Problem statement
Look at every line below and count those containing "facade". Answer with the number only.

************

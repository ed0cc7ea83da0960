//! The [`SearchEngine`] facade.
//!
//! Owns the configuration and the currently published [`ArticleIndex`]
//! snapshot, and routes queries to the configured search strategy.

pub mod config;

use std::sync::Arc;

use parking_lot::RwLock;

use crate::data::Article;
use crate::error::{Result, SearchError};
use crate::index::{ArticleIndex, IndexStats};
use crate::search::linear::LinearSearcher;
use crate::search::query::{SearchQuery, SearchResponse};
use crate::search::similar::find_similar;
use crate::search::{SearchMode, Searcher};

use self::config::SearchConfig;

/// Search engine facade owning the current index snapshot.
///
/// The engine starts without an index. [`SearchEngine::build_index`]
/// builds a complete snapshot off to the side and swaps it in under a
/// short write lock, so concurrent readers only ever observe either the
/// previous snapshot or the new one. Readers clone the `Arc` and release
/// the lock before doing any work.
#[derive(Debug)]
pub struct SearchEngine {
    config: SearchConfig,
    snapshot: RwLock<Option<Arc<ArticleIndex>>>,
}

impl SearchEngine {
    /// Create an engine with the given configuration.
    pub fn new(config: SearchConfig) -> Result<Self> {
        config.validate()?;
        Ok(Self {
            config,
            snapshot: RwLock::new(None),
        })
    }

    pub fn config(&self) -> &SearchConfig {
        &self.config
    }

    /// Build the index from a full corpus snapshot and publish it.
    ///
    /// On error (e.g. duplicate article ids) the previously published
    /// index stays in place.
    pub fn build_index<I>(&self, articles: I) -> Result<()>
    where
        I: IntoIterator<Item = Article>,
    {
        let index = match ArticleIndex::build(articles, self.config.clone()) {
            Ok(index) => index,
            Err(e) => {
                log::warn!("Index build rejected, keeping previous snapshot: {e}");
                return Err(e);
            }
        };
        *self.snapshot.write() = Some(Arc::new(index));
        Ok(())
    }

    pub fn is_built(&self) -> bool {
        self.snapshot.read().is_some()
    }

    /// The current snapshot, if any.
    pub fn snapshot(&self) -> Option<Arc<ArticleIndex>> {
        self.snapshot.read().clone()
    }

    fn require_snapshot(&self) -> Result<Arc<ArticleIndex>> {
        self.snapshot()
            .ok_or_else(|| SearchError::not_built("call build_index() before searching"))
    }

    /// Search with the configured default strategy.
    pub fn search(&self, query: &SearchQuery) -> Result<SearchResponse> {
        self.search_with(self.config.mode, query)
    }

    /// Unscored linear filter over the current snapshot.
    pub fn filter(&self, query: &SearchQuery) -> Result<SearchResponse> {
        self.search_with(SearchMode::FilterOnly, query)
    }

    /// Search with an explicitly chosen strategy.
    pub fn search_with(&self, mode: SearchMode, query: &SearchQuery) -> Result<SearchResponse> {
        let index = self.require_snapshot()?;
        match mode {
            SearchMode::Ranked => index.search(query),
            SearchMode::FilterOnly => {
                LinearSearcher::new(index.articles(), self.config.default_limit).search(query)
            }
        }
    }

    /// Articles related to `article` from the current corpus.
    ///
    /// A `limit` of 0 uses the configured `similar_limit`.
    pub fn find_similar(&self, article: &Article, limit: usize) -> Result<Vec<Arc<Article>>> {
        let index = self.require_snapshot()?;
        let limit = limit_or(limit, self.config.similar_limit);
        let similar = find_similar(article, index.articles().iter().map(Arc::as_ref), limit);
        Ok(similar
            .into_iter()
            .filter_map(|found| index.article(&found.id).cloned())
            .collect())
    }

    /// Type-ahead suggestions. Empty before the first build.
    ///
    /// A `limit` of 0 uses the configured `suggestion_limit`.
    pub fn suggestions(&self, partial: &str, limit: usize) -> Vec<String> {
        let limit = limit_or(limit, self.config.suggestion_limit);
        self.snapshot()
            .map(|index| index.suggestions(partial, limit))
            .unwrap_or_default()
    }

    /// Term statistics of the current snapshot. All zero before the first build.
    pub fn stats(&self) -> IndexStats {
        self.snapshot()
            .map(|index| index.stats())
            .unwrap_or_default()
    }
}

fn limit_or(limit: usize, default_limit: usize) -> usize {
    if limit == 0 { default_limit } else { limit }
}

impl Default for SearchEngine {
    fn default() -> Self {
        Self {
            config: SearchConfig::default(),
            snapshot: RwLock::new(None),
        }
    }
}
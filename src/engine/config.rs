use serde::{Deserialize, Serialize};

use crate::analysis::german::DEFAULT_MIN_TOKEN_CHARS;
use crate::error::{Result, SearchError};
use crate::index::field::FieldWeights;
use crate::search::SearchMode;

/// Default page size when a query sets no limit.
pub const DEFAULT_SEARCH_LIMIT: usize = 20;

/// Default number of suggestions and similar articles.
pub const DEFAULT_SUGGESTION_LIMIT: usize = 5;
pub const DEFAULT_SIMILAR_LIMIT: usize = 5;

/// Configuration for indexing, ranking and result paging.
#[derive(Debug, Clone, PartialEq, Serialize, Deserialize)]
#[serde(default)]
pub struct SearchConfig {
    /// Relevance weight per indexed field.
    pub field_weights: FieldWeights,
    /// Multiplier applied to the field weight for prefix matches.
    pub prefix_factor: f64,
    /// Multiplier applied to the field weight for substring matches.
    pub substring_factor: f64,
    /// Page size used when a query does not set a limit (or sets 0).
    pub default_limit: usize,
    /// Suggestion count when a caller passes a limit of 0.
    pub suggestion_limit: usize,
    /// Related-article count when a caller passes a limit of 0.
    pub similar_limit: usize,
    /// Strategy used by [`SearchEngine::search`](crate::SearchEngine::search).
    pub mode: SearchMode,
    /// Tokens shorter than this many characters are not indexed.
    pub min_token_chars: usize,
}

impl Default for SearchConfig {
    fn default() -> Self {
        SearchConfig {
            field_weights: FieldWeights::default(),
            prefix_factor: 0.7,
            substring_factor: 0.5,
            default_limit: DEFAULT_SEARCH_LIMIT,
            suggestion_limit: DEFAULT_SUGGESTION_LIMIT,
            similar_limit: DEFAULT_SIMILAR_LIMIT,
            mode: SearchMode::default(),
            min_token_chars: DEFAULT_MIN_TOKEN_CHARS,
        }
    }
}

impl SearchConfig {
    pub fn builder() -> SearchConfigBuilder {
        SearchConfigBuilder::default()
    }

    /// Parse a JSON config. Missing keys take their defaults.
    pub fn from_json_str(json: &str) -> Result<Self> {
        let config: SearchConfig = serde_json::from_str(json)?;
        config.validate()?;
        Ok(config)
    }

    /// Check that every value is in range.
    pub fn validate(&self) -> Result<()> {
        for (field, weight) in self.field_weights.iter() {
            if !weight.is_finite() || weight < 0.0 {
                return Err(SearchError::invalid_config(format!(
                    "weight for field '{field}' must be a finite, non-negative number, got {weight}"
                )));
            }
        }
        for (name, factor) in [
            ("prefix_factor", self.prefix_factor),
            ("substring_factor", self.substring_factor),
        ] {
            if !(factor > 0.0 && factor <= 1.0) {
                return Err(SearchError::invalid_config(format!(
                    "{name} must be in (0, 1], got {factor}"
                )));
            }
        }
        if self.substring_factor > self.prefix_factor {
            return Err(SearchError::invalid_config(format!(
                "substring_factor ({}) must not exceed prefix_factor ({})",
                self.substring_factor, self.prefix_factor
            )));
        }
        if self.default_limit == 0 {
            return Err(SearchError::invalid_config("default_limit must be at least 1"));
        }
        if self.min_token_chars == 0 {
            return Err(SearchError::invalid_config(
                "min_token_chars must be at least 1",
            ));
        }
        Ok(())
    }
}

#[derive(Debug, Default)]
pub struct SearchConfigBuilder {
    config: SearchConfig,
}

impl SearchConfigBuilder {
    pub fn field_weights(mut self, weights: FieldWeights) -> Self {
        self.config.field_weights = weights;
        self
    }

    pub fn prefix_factor(mut self, factor: f64) -> Self {
        self.config.prefix_factor = factor;
        self
    }

    pub fn substring_factor(mut self, factor: f64) -> Self {
        self.config.substring_factor = factor;
        self
    }

    pub fn default_limit(mut self, limit: usize) -> Self {
        self.config.default_limit = limit;
        self
    }

    pub fn suggestion_limit(mut self, limit: usize) -> Self {
        self.config.suggestion_limit = limit;
        self
    }

    pub fn similar_limit(mut self, limit: usize) -> Self {
        self.config.similar_limit = limit;
        self
    }

    pub fn mode(mut self, mode: SearchMode) -> Self {
        self.config.mode = mode;
        self
    }

    pub fn min_token_chars(mut self, min_token_chars: usize) -> Self {
        self.config.min_token_chars = min_token_chars;
        self
    }

    pub fn build(self) -> Result<SearchConfig> {
        self.config.validate()?;
        Ok(self.config)
    }
}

************

Exercise result
2